Related: The Arts Are Thriving in Boston—Thanks in Part to This Foundation  

So what’s behind this joint partnership, and what’s it all about?

Basically, these two funders have teamed up to “provide cultural organizations the rainy day and investment funds they need to be nimble and proactive.” The Barr-Klarman Arts Capacity Building Initiative makes multi-year, unrestricted operating support grants to groups based on budget size and that focus on youth arts. But this partnership goes beyond traditional grantmaking. These grants are pretty flexible to begin with, but the funders’ support also provides training and technical assistance through an entity known as the Technical Development Corporation.

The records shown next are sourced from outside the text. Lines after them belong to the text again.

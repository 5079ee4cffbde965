//! Application configuration loaded via OrthoConfig.
//!
//! Values come from CLI flags, `RISK_APPETITE_*` environment variables, and
//! configuration files, merged by OrthoConfig. Most values are optional on
//! the wire and accessors supply the defaults; the two switches carry their
//! defaults in the derive.

use std::net::SocketAddr;
use std::path::PathBuf;

use ortho_config::OrthoConfig;
use serde::Deserialize;
use thiserror::Error;

use crate::domain::{Credentials, CredentialsValidationError};

const DEFAULT_BIND_ADDR: &str = "0.0.0.0:8080";
const DEFAULT_DATABASE_PATH: &str = "risk_appetite.sqlite3";
const DEFAULT_SESSION_KEY_FILE: &str = "/var/run/secrets/session_key";

/// Errors raised while interpreting loaded settings.
#[derive(Debug, Error)]
pub enum SettingsError {
    /// The bind address did not parse as `host:port`.
    #[error("invalid bind address `{value}`: {source}")]
    BindAddr {
        /// The rejected value.
        value: String,
        /// Parser failure.
        #[source]
        source: std::net::AddrParseError,
    },
    /// Only one half of the administrator credentials was configured.
    #[error("admin_username and admin_password must be set together")]
    PartialAdmin,
    /// The configured administrator credentials are not acceptable.
    #[error("invalid administrator credentials: {0}")]
    AdminCredentials(#[from] CredentialsValidationError),
}

/// Service configuration.
#[derive(Debug, Clone, Deserialize, OrthoConfig)]
#[ortho_config(prefix = "RISK_APPETITE")]
pub struct AppSettings {
    /// Socket address the HTTP server binds to.
    pub bind_addr: Option<String>,
    /// SQLite database file holding registered accounts.
    pub database_path: Option<PathBuf>,
    /// Upper bound on pooled SQLite connections.
    pub pool_max_size: Option<u32>,
    /// File holding at least 64 bytes of session key material.
    pub session_key_file: Option<PathBuf>,
    /// Mark the session cookie `Secure`. Environment or file only; there is
    /// no CLI switch.
    #[ortho_config(default = true, skip_cli)]
    pub cookie_secure: bool,
    /// `SameSite` policy for the session cookie: `lax`, `strict`, or `none`.
    pub same_site: Option<String>,
    /// Permit a throwaway session key when the key file is unreadable.
    #[ortho_config(default = false, skip_cli)]
    pub allow_ephemeral_session_key: bool,
    /// Administrator account registered at startup when absent.
    pub admin_username: Option<String>,
    /// Password for [`AppSettings::admin_username`].
    pub admin_password: Option<String>,
}

impl AppSettings {
    /// Parsed bind address, falling back to `0.0.0.0:8080`.
    ///
    /// # Errors
    /// Returns [`SettingsError::BindAddr`] when the value is not `host:port`.
    pub fn bind_addr(&self) -> Result<SocketAddr, SettingsError> {
        let value = self.bind_addr.as_deref().unwrap_or(DEFAULT_BIND_ADDR);
        value.parse().map_err(|source| SettingsError::BindAddr {
            value: value.to_owned(),
            source,
        })
    }

    /// Database file, falling back to `risk_appetite.sqlite3`.
    pub fn database_path(&self) -> PathBuf {
        self.database_path
            .clone()
            .unwrap_or_else(|| PathBuf::from(DEFAULT_DATABASE_PATH))
    }

    /// Session key file, falling back to the mounted secret path.
    pub fn session_key_file(&self) -> PathBuf {
        self.session_key_file
            .clone()
            .unwrap_or_else(|| PathBuf::from(DEFAULT_SESSION_KEY_FILE))
    }

    /// Whether the session cookie carries the `Secure` attribute.
    pub fn cookie_secure(&self) -> bool {
        self.cookie_secure
    }

    /// Administrator credentials, when bootstrap is configured.
    ///
    /// # Errors
    /// Returns [`SettingsError::PartialAdmin`] when only one of the two values
    /// is present, and [`SettingsError::AdminCredentials`] when they fail
    /// validation.
    pub fn admin_credentials(&self) -> Result<Option<Credentials>, SettingsError> {
        match (&self.admin_username, &self.admin_password) {
            (None, None) => Ok(None),
            (Some(username), Some(password)) => {
                Ok(Some(Credentials::try_from_parts(username, password)?))
            }
            _ => Err(SettingsError::PartialAdmin),
        }
    }
}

These are some of the big capacity building topics that the funders care about right now:

  • Capitalization
  • Artistic risk-taking
  • Using data for decision-making
  • Building audience demand
  • Audience diversification
  • Youth arts

Although still in the early stages, this initiative has proven to be effective thus far. During its first three years, evaluations showed that a majority of nonprofits supported by the partnership were on track to meet or exceed their financial and overall goals. Mid-sized arts organizations are the target here, as well as groups of various sizes that put a priority on art for the youth of Boston.

Here are a few examples of recent grantees:

  • Actor’s Shakespeare Project
  • Huntington Theatre Company
  • Museum of African American History
  • World Music/CRASHarts
  • Boston Youth Symphony Orchestras
  • Sociedad Latina
  • Youth and Family Enrichment Services

This past summer, Barr awarded 15 arts and culture grants totaling $2.6 million. This included two-year extended support grants to 13 organizations as part of the Barr-Klarman Arts Capacity Initiative Youth Arts Mastery Cohort. A great deal of Barr's arts and culture effort is focused on the parternship with Klarman these days, although don't forget that the public sector is very much in the mix in all of this; Boston Mayor Marty Walsh has prioritized boosting the arts. 

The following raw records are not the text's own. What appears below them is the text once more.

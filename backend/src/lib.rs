//! Risk appetite questionnaire scoring behind a session-gated login.
//!
//! Layout follows ports and adapters: [`domain`] holds the scoring engine
//! and the credential store service, [`inbound`] the Actix handlers, and
//! [`outbound`] the SQLite and Argon2 adapters.

pub mod doc;
pub mod domain;
pub mod inbound;
pub mod middleware;
pub mod outbound;
pub mod settings;

/// Public OpenAPI surface used by Swagger UI and tooling.
pub use doc::ApiDoc;
pub use middleware::Trace;
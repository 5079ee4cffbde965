//! Shared HTTP adapter state.
//!
//! HTTP handlers accept this state via `actix_web::web::Data` so they only
//! depend on the questionnaire and the credential store port, and remain
//! testable without I/O.

use std::sync::Arc;

use crate::domain::ports::CredentialStore;
use crate::domain::questionnaire::Questionnaire;

/// Dependency bundle for HTTP handlers.
#[derive(Clone)]
pub struct HttpState {
    /// Catalogue served to clients and used for scoring.
    pub questionnaire: Arc<Questionnaire>,
    /// Registration and login backend.
    pub credentials: Arc<dyn CredentialStore>,
}

impl HttpState {
    /// Construct state from the catalogue and a credential store.
    ///
    /// # Examples
    /// ```
    /// use std::sync::Arc;
    ///
    /// use risk_appetite::domain::ports::{CredentialStore, CredentialStoreError};
    /// use risk_appetite::domain::questionnaire::Questionnaire;
    /// use risk_appetite::domain::Credentials;
    /// use risk_appetite::inbound::http::state::HttpState;
    ///
    /// struct Closed;
    ///
    /// #[async_trait::async_trait]
    /// impl CredentialStore for Closed {
    ///     async fn register(&self, _: &Credentials) -> Result<(), CredentialStoreError> {
    ///         Err(CredentialStoreError::storage_unavailable("closed"))
    ///     }
    ///     async fn validate(&self, _: &Credentials) -> Result<bool, CredentialStoreError> {
    ///         Ok(false)
    ///     }
    /// }
    ///
    /// let state = HttpState::new(Arc::new(Questionnaire::standard()), Arc::new(Closed));
    /// assert_eq!(state.questionnaire.questions().len(), 10);
    /// ```
    pub fn new(questionnaire: Arc<Questionnaire>, credentials: Arc<dyn CredentialStore>) -> Self {
        Self {
            questionnaire,
            credentials,
        }
    }
}
//! HTTP server configuration object.

use std::net::SocketAddr;
use std::sync::Arc;

use actix_web::cookie::{Key, SameSite};
use risk_appetite::domain::ports::CredentialStore;

/// Everything [`super::create_server`] needs to start listening.
pub struct ServerConfig {
    pub(crate) key: Key,
    pub(crate) cookie_secure: bool,
    pub(crate) same_site: SameSite,
    pub(crate) bind_addr: SocketAddr,
    pub(crate) credentials: Arc<dyn CredentialStore>,
}

impl ServerConfig {
    /// Construct a server configuration from session settings and the
    /// credential store the handlers will use.
    #[must_use]
    pub fn new(
        key: Key,
        cookie_secure: bool,
        same_site: SameSite,
        bind_addr: SocketAddr,
        credentials: Arc<dyn CredentialStore>,
    ) -> Self {
        Self {
            key,
            cookie_secure,
            same_site,
            bind_addr,
            credentials,
        }
    }
}
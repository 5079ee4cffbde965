//! HTTP adapter mapping for domain errors.
//!
//! Purpose: keep the domain error type HTTP-agnostic while allowing Actix
//! handlers to turn domain failures into consistent JSON responses and status
//! codes.

use actix_web::error::JsonPayloadError;
use actix_web::{HttpRequest, HttpResponse, ResponseError, http::StatusCode};
use serde_json::json;
use tracing::{error, warn};

use crate::domain::{Error, ErrorCode, TRACE_ID_HEADER};

/// Convenient result alias for HTTP handlers.
pub type ApiResult<T> = Result<T, Error>;

fn status_for(code: ErrorCode) -> StatusCode {
    match code {
        ErrorCode::InvalidRequest => StatusCode::BAD_REQUEST,
        ErrorCode::Unauthorized => StatusCode::UNAUTHORIZED,
        ErrorCode::Conflict => StatusCode::CONFLICT,
        ErrorCode::ServiceUnavailable => StatusCode::SERVICE_UNAVAILABLE,
        ErrorCode::InternalError => StatusCode::INTERNAL_SERVER_ERROR,
    }
}

fn redact_if_internal(error: &Error) -> Error {
    if matches!(error.code(), ErrorCode::InternalError) {
        let mut redacted = Error::internal("Internal server error");
        if let Some(id) = error.trace_id() {
            redacted = redacted.with_trace_id(id.to_owned());
        }
        redacted
    } else {
        error.clone()
    }
}

impl ResponseError for Error {
    fn status_code(&self) -> StatusCode {
        status_for(self.code())
    }

    fn error_response(&self) -> HttpResponse {
        match self.code() {
            ErrorCode::InternalError => error!(message = self.message(), "request failed"),
            ErrorCode::ServiceUnavailable => warn!(message = self.message(), "dependency unavailable"),
            _ => {}
        }

        let mut builder = HttpResponse::build(self.status_code());
        if let Some(id) = self.trace_id() {
            builder.insert_header((TRACE_ID_HEADER, id.to_owned()));
        }

        builder.json(redact_if_internal(self))
    }
}

impl From<actix_web::Error> for Error {
    fn from(err: actix_web::Error) -> Self {
        // Do not leak implementation details to clients.
        error!(error = %err, "actix error promoted to domain error");
        Error::internal("Internal server error")
    }
}

/// Turn JSON extractor failures into the standard error envelope.
///
/// Registered through `web::JsonConfig::error_handler`, so malformed bodies
/// get the same `{code, message, details}` shape as domain validation.
pub fn json_error_handler(err: JsonPayloadError, _req: &HttpRequest) -> actix_web::Error {
    let reason = match &err {
        JsonPayloadError::ContentType => "content type must be application/json".to_owned(),
        JsonPayloadError::Deserialize(inner) => inner.to_string(),
        other => other.to_string(),
    };
    Error::invalid_request("request body is not valid JSON for this endpoint")
        .with_details(json!({ "code": "invalid_body", "reason": reason }))
        .into()
}

#[cfg(test)]
mod tests;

Among other things, Barr and Klarman are on the same page about encouraging nonprofits to innovate and step up their games. A big part of this is planning for the future, rethinking business models, and really diving into financial management. But these two funders also want to see groups take creative risks and engage audiences new ways. 

All in all, there is a high level of intentionality here about building a strong cultural sector in a city. Which is a good thing. A well-devised, step-by-step cultural plan can do wonders for arts in a city, and thanks to ongoing flexible commitments from these funders, Boston has become a model for other cities to follow.

Last year, the Boston Globe published a piece about assets rising at Boston’s five biggest family philanthropies. The Klarmans doubled their giving between 2012 and 2013 as the foundation’s assets grew by almost $100 million during that time. When KFF hit $446.8 million in assets, it solidified its place as Boston’s fifth largest family fund. Our hunch is that the foundation has kept growing since the last publicly available data. 

Seth and Beth Klarman intend to give away most of their wealth during their lifetimes, so they may not be as concerned as some other donors that dream of extending the life of their foundation’s giving.